From the entries below, please gather each line containing the string "Kamera".
++++ PROVIDED RECORDS
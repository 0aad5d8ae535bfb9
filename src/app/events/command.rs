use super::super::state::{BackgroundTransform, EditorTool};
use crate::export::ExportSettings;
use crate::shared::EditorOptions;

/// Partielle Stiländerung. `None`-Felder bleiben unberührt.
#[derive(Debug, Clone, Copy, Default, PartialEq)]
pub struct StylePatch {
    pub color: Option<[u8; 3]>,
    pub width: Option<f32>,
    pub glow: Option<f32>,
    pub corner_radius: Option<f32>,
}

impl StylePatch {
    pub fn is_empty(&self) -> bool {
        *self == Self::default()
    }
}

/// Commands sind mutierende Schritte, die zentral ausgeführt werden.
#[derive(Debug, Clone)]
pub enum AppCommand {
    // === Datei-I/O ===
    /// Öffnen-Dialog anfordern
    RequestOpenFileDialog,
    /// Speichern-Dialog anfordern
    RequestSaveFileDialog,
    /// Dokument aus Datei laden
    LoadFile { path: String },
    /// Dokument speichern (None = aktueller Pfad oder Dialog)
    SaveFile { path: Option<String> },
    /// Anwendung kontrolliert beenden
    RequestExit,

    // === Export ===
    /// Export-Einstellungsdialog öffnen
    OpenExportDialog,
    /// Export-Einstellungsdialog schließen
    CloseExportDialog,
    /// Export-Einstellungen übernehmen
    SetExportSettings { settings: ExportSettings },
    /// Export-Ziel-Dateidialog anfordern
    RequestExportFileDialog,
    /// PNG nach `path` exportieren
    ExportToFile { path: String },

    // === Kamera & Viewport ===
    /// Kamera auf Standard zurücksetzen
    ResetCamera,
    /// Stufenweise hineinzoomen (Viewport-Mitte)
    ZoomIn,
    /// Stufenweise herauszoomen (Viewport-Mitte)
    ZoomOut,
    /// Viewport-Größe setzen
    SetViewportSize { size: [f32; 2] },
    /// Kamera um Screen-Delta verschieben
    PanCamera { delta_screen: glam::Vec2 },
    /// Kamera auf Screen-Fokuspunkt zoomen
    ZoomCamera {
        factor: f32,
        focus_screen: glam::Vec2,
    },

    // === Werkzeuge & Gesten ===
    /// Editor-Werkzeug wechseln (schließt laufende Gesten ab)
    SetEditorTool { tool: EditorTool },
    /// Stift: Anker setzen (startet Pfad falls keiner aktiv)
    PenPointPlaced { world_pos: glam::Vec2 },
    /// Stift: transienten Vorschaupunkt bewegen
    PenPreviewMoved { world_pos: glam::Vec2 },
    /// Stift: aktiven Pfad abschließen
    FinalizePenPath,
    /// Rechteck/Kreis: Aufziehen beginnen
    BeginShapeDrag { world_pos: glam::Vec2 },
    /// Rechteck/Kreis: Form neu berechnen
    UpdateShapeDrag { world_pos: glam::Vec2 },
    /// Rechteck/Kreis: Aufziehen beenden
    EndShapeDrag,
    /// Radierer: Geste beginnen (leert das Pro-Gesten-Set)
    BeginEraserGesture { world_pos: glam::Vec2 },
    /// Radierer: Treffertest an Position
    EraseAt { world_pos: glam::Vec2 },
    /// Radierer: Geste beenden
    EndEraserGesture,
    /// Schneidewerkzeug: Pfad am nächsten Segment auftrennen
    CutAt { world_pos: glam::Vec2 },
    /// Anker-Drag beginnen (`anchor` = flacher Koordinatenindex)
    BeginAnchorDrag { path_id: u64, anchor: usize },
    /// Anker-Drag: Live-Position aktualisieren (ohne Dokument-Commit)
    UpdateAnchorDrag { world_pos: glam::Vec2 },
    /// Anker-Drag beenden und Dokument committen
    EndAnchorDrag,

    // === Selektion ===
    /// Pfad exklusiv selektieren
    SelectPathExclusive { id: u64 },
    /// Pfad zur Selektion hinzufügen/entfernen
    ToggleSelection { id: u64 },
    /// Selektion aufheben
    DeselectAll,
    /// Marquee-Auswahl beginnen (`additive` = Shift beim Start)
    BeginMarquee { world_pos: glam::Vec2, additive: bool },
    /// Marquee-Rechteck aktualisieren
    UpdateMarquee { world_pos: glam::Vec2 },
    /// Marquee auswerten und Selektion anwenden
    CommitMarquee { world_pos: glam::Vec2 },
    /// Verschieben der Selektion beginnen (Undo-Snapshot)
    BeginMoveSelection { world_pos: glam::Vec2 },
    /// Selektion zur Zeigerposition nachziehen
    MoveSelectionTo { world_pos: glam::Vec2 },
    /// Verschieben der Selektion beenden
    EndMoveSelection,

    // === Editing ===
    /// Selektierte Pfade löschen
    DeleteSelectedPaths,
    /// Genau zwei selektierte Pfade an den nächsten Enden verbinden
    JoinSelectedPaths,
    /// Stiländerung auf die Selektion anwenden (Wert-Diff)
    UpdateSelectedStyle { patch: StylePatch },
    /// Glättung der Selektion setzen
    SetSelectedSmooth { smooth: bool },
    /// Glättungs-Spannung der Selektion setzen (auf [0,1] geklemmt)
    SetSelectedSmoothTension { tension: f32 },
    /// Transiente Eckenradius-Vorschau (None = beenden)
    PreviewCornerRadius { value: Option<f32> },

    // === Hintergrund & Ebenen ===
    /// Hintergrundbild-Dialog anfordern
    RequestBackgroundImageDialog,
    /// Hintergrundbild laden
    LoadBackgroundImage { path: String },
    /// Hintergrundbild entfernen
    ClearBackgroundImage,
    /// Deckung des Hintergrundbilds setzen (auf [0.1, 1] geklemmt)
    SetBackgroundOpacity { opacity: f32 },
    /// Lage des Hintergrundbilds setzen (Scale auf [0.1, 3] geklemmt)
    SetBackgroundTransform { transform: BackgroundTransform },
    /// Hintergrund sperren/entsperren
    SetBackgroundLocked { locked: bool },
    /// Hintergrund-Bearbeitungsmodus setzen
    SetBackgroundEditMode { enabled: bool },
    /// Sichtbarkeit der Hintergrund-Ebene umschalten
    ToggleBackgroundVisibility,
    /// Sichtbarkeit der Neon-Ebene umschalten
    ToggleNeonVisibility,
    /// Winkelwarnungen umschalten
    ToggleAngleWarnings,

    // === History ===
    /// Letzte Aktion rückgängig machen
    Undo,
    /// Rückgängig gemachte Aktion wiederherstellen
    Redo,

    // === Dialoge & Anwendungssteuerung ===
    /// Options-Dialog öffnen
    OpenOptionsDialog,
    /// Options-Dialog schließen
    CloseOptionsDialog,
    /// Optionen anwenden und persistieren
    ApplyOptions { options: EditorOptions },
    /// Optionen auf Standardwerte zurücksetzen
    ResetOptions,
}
++++++++
++++ PROVIDED RECORDS
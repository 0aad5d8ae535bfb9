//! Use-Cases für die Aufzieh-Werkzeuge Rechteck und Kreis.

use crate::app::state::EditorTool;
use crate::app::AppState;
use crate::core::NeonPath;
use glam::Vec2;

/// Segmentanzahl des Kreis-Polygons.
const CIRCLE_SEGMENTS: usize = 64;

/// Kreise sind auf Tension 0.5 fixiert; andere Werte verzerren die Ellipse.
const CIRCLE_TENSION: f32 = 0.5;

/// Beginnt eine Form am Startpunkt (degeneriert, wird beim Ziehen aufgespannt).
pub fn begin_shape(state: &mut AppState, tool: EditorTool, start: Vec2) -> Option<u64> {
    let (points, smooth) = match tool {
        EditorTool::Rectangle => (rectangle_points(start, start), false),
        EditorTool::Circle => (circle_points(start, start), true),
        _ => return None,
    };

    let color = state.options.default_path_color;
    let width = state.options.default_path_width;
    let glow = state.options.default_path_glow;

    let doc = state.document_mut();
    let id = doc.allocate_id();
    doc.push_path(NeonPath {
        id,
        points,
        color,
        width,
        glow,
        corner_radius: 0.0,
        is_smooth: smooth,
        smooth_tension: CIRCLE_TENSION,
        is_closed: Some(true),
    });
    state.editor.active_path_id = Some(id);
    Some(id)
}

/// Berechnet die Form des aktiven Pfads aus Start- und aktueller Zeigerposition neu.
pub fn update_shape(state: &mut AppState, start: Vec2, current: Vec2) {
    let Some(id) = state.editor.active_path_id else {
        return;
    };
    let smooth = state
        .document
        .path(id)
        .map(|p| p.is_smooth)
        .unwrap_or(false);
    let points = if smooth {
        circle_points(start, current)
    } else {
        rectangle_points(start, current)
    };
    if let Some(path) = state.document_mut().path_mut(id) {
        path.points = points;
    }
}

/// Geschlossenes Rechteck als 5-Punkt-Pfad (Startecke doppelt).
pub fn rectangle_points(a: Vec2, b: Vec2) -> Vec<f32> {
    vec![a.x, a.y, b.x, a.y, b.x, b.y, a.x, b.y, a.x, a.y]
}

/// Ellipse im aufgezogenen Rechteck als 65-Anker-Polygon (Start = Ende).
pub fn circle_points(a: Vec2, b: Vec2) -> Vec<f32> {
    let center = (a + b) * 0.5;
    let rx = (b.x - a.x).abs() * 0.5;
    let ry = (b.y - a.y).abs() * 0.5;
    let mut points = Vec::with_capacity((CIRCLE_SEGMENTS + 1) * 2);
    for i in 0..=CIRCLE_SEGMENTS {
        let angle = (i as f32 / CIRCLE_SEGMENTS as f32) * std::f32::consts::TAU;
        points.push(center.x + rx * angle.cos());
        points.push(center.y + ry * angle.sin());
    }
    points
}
++++++++
RESPONSE TO THE EXERCISE:
    // === Kamera & Viewport ===
    /// Kamera auf Standard zurücksetzen
    /// Kamera um Screen-Delta verschieben
    /// Kamera auf Screen-Fokuspunkt zoomen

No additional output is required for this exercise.